Church Mission Society - Levi and Deborah Santana


It is sometimes hard for us to believe that we have been in Brazil for nearly 2 years. This has been, hands down, the greatest challenge and adventure that we have been on. At times, we have been so tired and overwhelmed that we wanted to run back to the green and lush Chiltern Hills. At other times, we have been on mountain tops, feeling so privileged to be here.

The greatest challenge in this time, other than the human aspects of an international move with two small children, has been the challenge of working with people who are seen and see themselves as being beyond help. The fact is public policies, good will and lots of hard work cannot make someone leave the streets. The streets are addictive. Good and logical arguments, lots of encouragement and a good amount of emotional appeals will not change a person’s heart. In the era of TED Talks, the empowerment of the self, and where Life Coaches and Mentors are in vogue, we are still fairly powerless when we meet someone who seems to be beyond help. But is anyone beyond help?

From a Christian view point the answer is no, no-one is beyond help. Not because we have within us everything we need to succeed but because, if I dare say, we still believe in miracles. In life we will sometimes meet people that seem to be beyond help, but then suddenly something happens and they are transformed. The Bible is full of such moments. These “and then suddenly” moments, are actually the moments that make The Word of God the special book it is. In those moments God displays his unique ability to transform lives. And then suddenly the sea was open, manna fell from the skies, the leper was healed, the widow’s son came back to life, metal floated, the sun stood still, and the Messiah comes back to life. The problem is, the hardest miracle is the transformation of a heart.

Saul was a persecutor of Christians, a man with murderous thoughts towards those who associated with the Crucified Man. He was there when Stephen was stoned to death, and he wished to see many more go the same way. He was beyond help… and then suddenly, in Acts 9:1-4, we read:

‘Meanwhile, Saul was still breathing out murderous threats against the Lord’s disciples. He went to the high priest and asked him for letters to the synagogues in Damascus, so that if he found any there who belonged to the Way, whether men or women, he might take them as prisoners to Jerusalem. As he neared Damascus on his journey, suddenly a light from heaven flashed around him. He fell to the ground and heard a voice say to him, “Saul, Saul, why do you persecute me?”'

Sometimes, people who are beyond help need a Damascus road experience through which their journey through life is redirected towards the One who can truly change them.
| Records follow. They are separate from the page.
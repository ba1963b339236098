use rand::seq::SliceRandom;
use rand::Rng;

use crate::grid::{Cell, Direction, Grid};

/// Self-collision checks skip the head and the two segments nearest it:
/// those cells are being vacated as the head advances, and a smaller
/// exclusion would falsely kill a length-2 or length-3 snake turning back
/// toward itself.
const SELF_COLLISION_OFFSET: usize = 3;

#[derive(Clone, Copy, PartialEq, Eq, Debug)]
pub enum UpdateResult {
    Continuing,
    Collided,
}

pub struct Snake {
    grid: Grid,
    /// Body cells, head first; insertion order is the movement history.
    /// Holds at most `length` cells after every update.
    pub(crate) positions: Vec<Cell>,
    pub(crate) length: usize,
    pub(crate) direction: Direction,
    pub(crate) score: u32,
    pub(crate) game_over: bool,
}

impl Snake {
    /// A length-1 snake at the grid center, heading in a random direction.
    pub fn new(grid: Grid, rng: &mut impl Rng) -> Self {
        Snake {
            grid,
            positions: vec![grid.center()],
            length: 1,
            direction: *Direction::ALL
                .choose(rng)
                .unwrap_or(&Direction::Right),
            score: 0,
            game_over: false,
        }
    }

    pub fn head(&self) -> Cell {
        self.positions[0]
    }

    pub fn positions(&self) -> &[Cell] {
        &self.positions
    }

    pub fn score(&self) -> u32 {
        self.score
    }

    pub fn is_game_over(&self) -> bool {
        self.game_over
    }

    /// Advances the head one cell in the current direction. On a boundary
    /// hit, or when the new head lands on a body cell at offset
    /// `SELF_COLLISION_OFFSET` or beyond, sets `game_over` and leaves the
    /// body untouched. Otherwise prepends the new head and trims the tail
    /// back to `length`.
    pub fn update(&mut self) -> UpdateResult {
        let new_head = self.head().step(self.direction);

        if !self.grid.contains(new_head) {
            self.game_over = true;
            return UpdateResult::Collided;
        }

        if self
            .positions
            .iter()
            .skip(SELF_COLLISION_OFFSET)
            .any(|&cell| cell == new_head)
        {
            self.game_over = true;
            return UpdateResult::Collided;
        }

        self.positions.insert(0, new_head);
        self.positions.truncate(self.length);
        UpdateResult::Continuing
    }

    /// Called once per food eaten, before the food is repositioned.
    pub fn grow_and_score(&mut self) {
        self.length += 1;
        self.score += 1;
    }

    /// A reversal request is physically invalid mid-body and is dropped
    /// without complaint; anything else takes effect.
    pub fn change_direction(&mut self, requested: Direction) {
        if requested != self.direction.opposite() {
            self.direction = requested;
        }
    }

    pub fn reset(&mut self, rng: &mut impl Rng) {
        *self = Snake::new(self.grid, rng);
    }
}
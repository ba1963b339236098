use std::fs::File;

use ggez::event;
use ggez::GameResult;
use log::info;
use simplelog::{Config, LevelFilter, WriteLogger};

mod food;
mod game;
mod grid;
mod score;
mod snake;

use game::Game;
use grid::{WINDOW_HEIGHT, WINDOW_WIDTH};
use score::HighScoreStore;

const LOG_FILE: &str = "gridsnake.log";
const HIGH_SCORE_FILE: &str = "high_score.json";

fn init_logging() {
    // A game without a log file is still a game.
    if let Ok(file) = File::create(LOG_FILE) {
        let _ = WriteLogger::init(LevelFilter::Info, Config::default(), file);
    }
}

fn main() -> GameResult {
    init_logging();
    info!("starting gridsnake");

    let window_setup = ggez::conf::WindowSetup::default().title("Snake").vsync(true);
    let window_mode = ggez::conf::WindowMode::default()
        .dimensions(WINDOW_WIDTH as f32, WINDOW_HEIGHT as f32)
        .resizable(false);

    let (ctx, event_loop) = ggez::ContextBuilder::new("gridsnake", "gridsnake")
        .window_setup(window_setup)
        .window_mode(window_mode)
        .build()?;

    let game = Game::new(HighScoreStore::new(HIGH_SCORE_FILE));
    event::run(ctx, event_loop, game)
}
I should imagine there are many men and women on the streets of Goiania who need such an encounter. Many Sauls that need to have their names changed, so that many Pauls are raised in this generation. And this is our hope, that through our ministry here we will see many people have their purpose and journey reassigned.

Our work is very simple. We are trying to help the local church understand its role in this society. We are training people to be like Jesus on that road to Damascus, so they can shine a light on those who most need it. We do this mainly through coffee walks, when we approach homeless people with our coffee flask and offer friendship. We also run monthly events: in those we offer haircuts, basic medical assistance, food, worship and a lot of love. Through all these contacts we also offer the opportunity for people to seek help and go to rehab. Our dream, from October, is to open a weekly drop-in centre in the church building (IV Baptist, our host church). This will offer all the things we already do, plus showers, dental care and express counselling. In time we would love to see what we are doing in one church replicated in many other churches.

However, we cannot do what we do without the belief that God still performs miracles. We are hoping for many “and then suddenly” moments. Where Sauls become Pauls. Where light shines in darkness. Where the destination is changed, and people are set free. We are counting on you to believe in miracles with us! We are in this together and cannot wait to see you all on 7th July when we visit St Michael’s and All Angels Church!